» HOW TO COMPLETE THIS TASK: Beneath this task are records; print exactly the stretch of them from the line with "name: &str, snaps: Vec<DeploymentSnapshot>)" through the line with "pub fn set_ready(&self, name: &str, replicas: i32)", both ends included.

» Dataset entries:
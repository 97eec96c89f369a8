#![allow(dead_code)]

use std::collections::{BTreeMap, HashMap, VecDeque};
use std::sync::{Arc, Mutex};
use std::time::Duration;

use async_trait::async_trait;
use k8s_openapi::api::apps::v1::Deployment;
use k8s_openapi::api::core::v1::{Namespace, Service};
use k8s_openapi::api::rbac::v1::ClusterRoleBinding;
use kube::core::DynamicObject;
use kube::ResourceExt;
use serde_json::Value;

use ingress_bench::cluster::{
    ClusterError, ClusterOps, ContainerWait, Created, DeploymentSnapshot, PendingPod,
};
use ingress_bench::config::{RunnerConfig, TestCaseConfig, Termination};
use ingress_bench::driver::{aggregate, BenchResult, BenchmarkDriver, DriverError, LoadSample};
use ingress_bench::metadata::ClusterMetadata;
use ingress_bench::metrics::MetricsClient;
use ingress_bench::runner::{Comparator, Session};
use ingress_bench::sink::{Indexer, IndexingOpts, SinkError};
use ingress_bench::tuning::{TuningApplier, TuningError};

// DNS-1123 safe numeric suffix for unique names
pub const DIGITS: [char; 10] =
    ['0', '1', '2', '3', '4', '5', '6', '7', '8', '9'];
pub fn uniq(prefix: &str) -> String {
    format!("{prefix}-{}", nanoid::nanoid!(6, &DIGITS))
}

pub fn snap(desired: i32, current: i32, ready: i32, available: i32) -> DeploymentSnapshot {
    DeploymentSnapshot {
        desired,
        current,
        ready,
        available,
        updated: ready,
        selector: BTreeMap::from([("app".to_string(), "fake".to_string())]),
    }
}

/// Scripted in-memory [`ClusterOps`]. Deployment snapshots are queued per
/// deployment name; the last queued snapshot repeats forever. Every call is
/// recorded as one line, so tests assert on exact call sequences.
#[derive(Default)]
pub struct FakeCluster {
    calls: Mutex<Vec<String>>,
    snapshots: Mutex<HashMap<String, VecDeque<DeploymentSnapshot>>>,
    pending: Mutex<Vec<PendingPod>>,
    pub namespace_already_exists: bool,
    pub objects_already_exist: bool,
    namespace_polls_until_gone: Mutex<u32>,
    fail_snapshots: Mutex<bool>,
    fail_delete: Mutex<Option<String>>,
}

impl FakeCluster {
    pub fn new() -> Self {
        Self::default()
    }

    fn record(&self, call: String) -> Result<(), ClusterError> {
        if self
            .fail_delete
            .lock()
            .unwrap()
            .as_deref()
            .is_some_and(|f| call == f)
        {
            return Err(ClusterError::Missing(format!("injected failure: {call}")));
        }
        self.calls.lock().unwrap().push(call);
        Ok(())
    }

    pub fn calls(&self) -> Vec<String> {
        self.calls.lock().unwrap().clone()
    }

    pub fn calls_matching(&self, prefix: &str) -> Vec<String> {
        self.calls()
            .into_iter()
            .filter(|c| c.starts_with(prefix))
            .collect()
    }

    pub fn push_snapshots(&self, name: &str, snaps: Vec<DeploymentSnapshot>) {
        self.snapshots
            .lock()
            .unwrap()
            .entry(name.to_string())
            .or_default()
            .extend(snaps);
    }

    /// Pin a deployment at the given scale, every counter agreeing.
    pub fn set_ready(&self, name: &str, replicas: i32) {
        self.push_snapshots(name, vec![snap(replicas, replicas, replicas, replicas)]);
    }

    pub fn set_pending_pods(&self, pods: Vec<PendingPod>) {
        *self.pending.lock().unwrap() = pods;
    }

    pub fn fail_snapshots(&self) {
        *self.fail_snapshots.lock().unwrap() = true;
    }

    pub fn fail_delete_of(&self, call: &str) {
        *self.fail_delete.lock().unwrap() = Some(call.to_string());
    }

    /// Number of existence probes that still see the namespace before the
    /// deletion is observed as complete.
    pub fn namespace_gone_after(&self, polls: u32) {
        *self.namespace_polls_until_gone.lock().unwrap() = polls;
    }
}

#[async_trait]
impl ClusterOps for FakeCluster {
    async fn create_namespace(&self, ns: &Namespace) -> Result<Created, ClusterError> {
        self.record(format!("create namespace {}", ns.name_any()))?;
        if self.namespace_already_exists {
            return Ok(Created::AlreadyExists);
        }
        Ok(Created::New)
    }

    async fn create_deployment(
        &self,
        _ns: &str,
        deployment: &Deployment,
    ) -> Result<Created, ClusterError> {
        self.record(format!("create deployment {}", deployment.name_any()))?;
        if self.objects_already_exist {
            return Ok(Created::AlreadyExists);
        }
        Ok(Created::New)
    }

    async fn create_service(&self, _ns: &str, service: &Service) -> Result<Created, ClusterError> {
        self.record(format!("create service {}", service.name_any()))?;
        Ok(Created::New)
    }

    async fn create_route(
        &self,
        _ns: &str,
        route: &DynamicObject,
    ) -> Result<Created, ClusterError> {
        self.record(format!("create route {}", route.name_any()))?;
        Ok(Created::New)
    }

    async fn create_cluster_role_binding(
        &self,
        binding: &ClusterRoleBinding,
    ) -> Result<Created, ClusterError> {
        self.record(format!("create crb {}", binding.name_any()))?;
        Ok(Created::New)
    }

    async fn deployment_snapshot(
        &self,
        _ns: &str,
        name: &str,
    ) -> Result<DeploymentSnapshot, ClusterError> {
        if *self.fail_snapshots.lock().unwrap() {
            return Err(ClusterError::Missing("injected snapshot failure".into()));
        }
        self.record(format!("snapshot {name}"))?;
        let mut snapshots = self.snapshots.lock().unwrap();
        let queue = snapshots
            .get_mut(name)
            .ok_or_else(|| ClusterError::NotFound(name.to_string()))?;
        if queue.len() > 1 {
            Ok(queue.pop_front().unwrap())
        } else {
            queue
                .front()
                .cloned()
                .ok_or_else(|| ClusterError::NotFound(name.to_string()))
        }
    }

    async fn scale_deployment(
        &self,
        _ns: &str,
        name: &str,
        replicas: i32,
    ) -> Result<(), ClusterError> {
        self.record(format!("scale {name} {replicas}"))
    }

    async fn pending_pods(
        &self,
        _ns: &str,
        _selector: &BTreeMap<String, String>,
    ) -> Result<Vec<PendingPod>, ClusterError> {
        self.record("list pending pods".to_string())?;
        Ok(self.pending.lock().unwrap().clone())
    }

    async fn route_host(&self, _ns: &str, name: &str) -> Result<String, ClusterError> {
        self.record(format!("route host {name}"))?;
        Ok(format!("{name}.apps.example.com"))
    }

    async fn delete_deployment(&self, _ns: &str, name: &str) -> Result<(), ClusterError> {
        self.record(format!("delete deployment {name}"))
    }

    async fn delete_service(&self, _ns: &str, name: &str) -> Result<(), ClusterError> {
        self.record(format!("delete service {name}"))
    }

    async fn delete_route(&self, _ns: &str, name: &str) -> Result<(), ClusterError> {
        self.record(format!("delete route {name}"))
    }

    async fn delete_cluster_role_binding(&self, name: &str) -> Result<(), ClusterError> {
        self.record(format!("delete crb {name}"))
    }

    async fn delete_namespace(&self, ns: &str) -> Result<(), ClusterError> {
        self.record(format!("delete namespace {ns}"))
    }

    async fn namespace_exists(&self, _ns: &str) -> Result<bool, ClusterError> {
        self.record("get namespace".to_string())?;
        let mut left = self.namespace_polls_until_gone.lock().unwrap();
        if *left > 0 {
            *left -= 1;
            return Ok(true);
        }
        Ok(false)
    }
}

pub fn pending_pod(name: &str, reason: &str) -> PendingPod {
    PendingPod {
        name: name.to_string(),
        node: None,
        waiting: vec![ContainerWait {
            container: "client".to_string(),
            reason: reason.to_string(),
            message: Some(format!("{reason} while pulling image")),
        }],
    }
}

#[derive(Clone, Debug)]
pub struct IndexCall {
    pub docs: Vec<Value>,
    pub batch_label: Option<String>,
}

/// Records every flush instead of shipping it anywhere.
#[derive(Clone, Default)]
pub struct RecordingIndexer {
    pub calls: Arc<Mutex<Vec<IndexCall>>>,
}

impl RecordingIndexer {
    pub fn new() -> Self {
        Self::default()
    }

    pub fn calls(&self) -> Vec<IndexCall> {
        self.calls.lock().unwrap().clone()
    }
}

#[async_trait]
impl Indexer for RecordingIndexer {
    async fn index(&self, documents: &[Value], opts: &IndexingOpts) -> Result<String, SinkError> {
        self.calls.lock().unwrap().push(IndexCall {
            docs: documents.to_vec(),
            batch_label: opts.batch_label.clone(),
        });
        Ok(format!("recorded {} documents", documents.len()))
    }
}

/// Produces a fixed number of results per case; optionally fails on the
/// n-th invocation (1-based).
pub struct FakeDriver {
    results_per_case: u32,
    fail_on_call: Option<usize>,
    calls: Mutex<usize>,
    pub seen: Mutex<Vec<TestCaseConfig>>,
}

impl FakeDriver {
    pub fn new(results_per_case: u32) -> Self {
        Self {
            results_per_case,
            fail_on_call: None,
            calls: Mutex::new(0),
            seen: Mutex::new(Vec::new()),
        }
    }

    pub fn failing_on(results_per_case: u32, call: usize) -> Self {
        Self {
            fail_on_call: Some(call),
            ..Self::new(results_per_case)
        }
    }

    pub fn calls(&self) -> usize {
        *self.calls.lock().unwrap()
    }
}

#[async_trait]
impl BenchmarkDriver for FakeDriver {
    async fn run(
        &self,
        cfg: &TestCaseConfig,
        metadata: &ClusterMetadata,
        _metrics: Option<&MetricsClient>,
        _pod_metrics: bool,
    ) -> Result<Vec<BenchResult>, DriverError> {
        let call = {
            let mut calls = self.calls.lock().unwrap();
            *calls += 1;
            *calls
        };
        if self.fail_on_call == Some(call) {
            return Err(DriverError::NoClientPods);
        }
        self.seen.lock().unwrap().push(cfg.clone());
        Ok((1..=self.results_per_case)
            .map(|sample| {
                aggregate(
                    cfg,
                    metadata,
                    sample,
                    &[LoadSample {
                        rps: 1000.0,
                        ..Default::default()
                    }],
                    None,
                )
            })
            .collect())
    }
}

#[derive(Default)]
pub struct FakeTuner {
    pub applied: Mutex<Vec<String>>,
}

impl FakeTuner {
    pub fn applied(&self) -> Vec<String> {
        self.applied.lock().unwrap().clone()
    }
}

#[async_trait]
impl TuningApplier for FakeTuner {
    async fn apply(&self, profile: &str) -> Result<(), TuningError> {
        self.applied.lock().unwrap().push(profile.to_string());
        Ok(())
    }
}

pub struct FailingComparator;

impl Comparator for FailingComparator {
    fn passes(&self, _cfg: &TestCaseConfig, _results: &[BenchResult]) -> bool {
        false
    }
}

pub fn session(ops: Arc<FakeCluster>) -> Session {
    Session {
        ops,
        metadata: ClusterMetadata::default(),
        metrics: None,
    }
}

pub fn case(server_replicas: i32, concurrency: i32) -> TestCaseConfig {
    TestCaseConfig {
        uuid: String::new(),
        tool: "wrk".to_string(),
        termination: Termination::Edge,
        server_replicas,
        concurrency,
        procs: 1,
        connections: 10,
        samples: 1,
        duration: Duration::from_secs(5),
        delay: Duration::ZERO,
        request_timeout: Duration::from_secs(1),
        tuning: None,
        warmup: false,
    }
}

pub fn runner_config(ns: &str) -> RunnerConfig {
    RunnerConfig {
        namespace: ns.to_string(),
        uuid: Some(uniq("run")),
        test_case_path: "config.yml".to_string(),
        cleanup: false,
        pod_metrics: false,
        es_server: None,
        es_index: "ingress-bench".to_string(),
        results_dir: None,
        ready_timeout_secs: 5,
        cleanup_timeout_secs: 5,
    }
}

» SOLUTION TO THE PROBLEM:
    pub fn push_snapshots(&self, name: &str, snaps: Vec<DeploymentSnapshot>) {
        self.snapshots
            .lock()
            .unwrap()
            .entry(name.to_string())
            .or_default()
            .extend(snaps);
    }

    /// Pin a deployment at the given scale, every counter agreeing.
    pub fn set_ready(&self, name: &str, replicas: i32) {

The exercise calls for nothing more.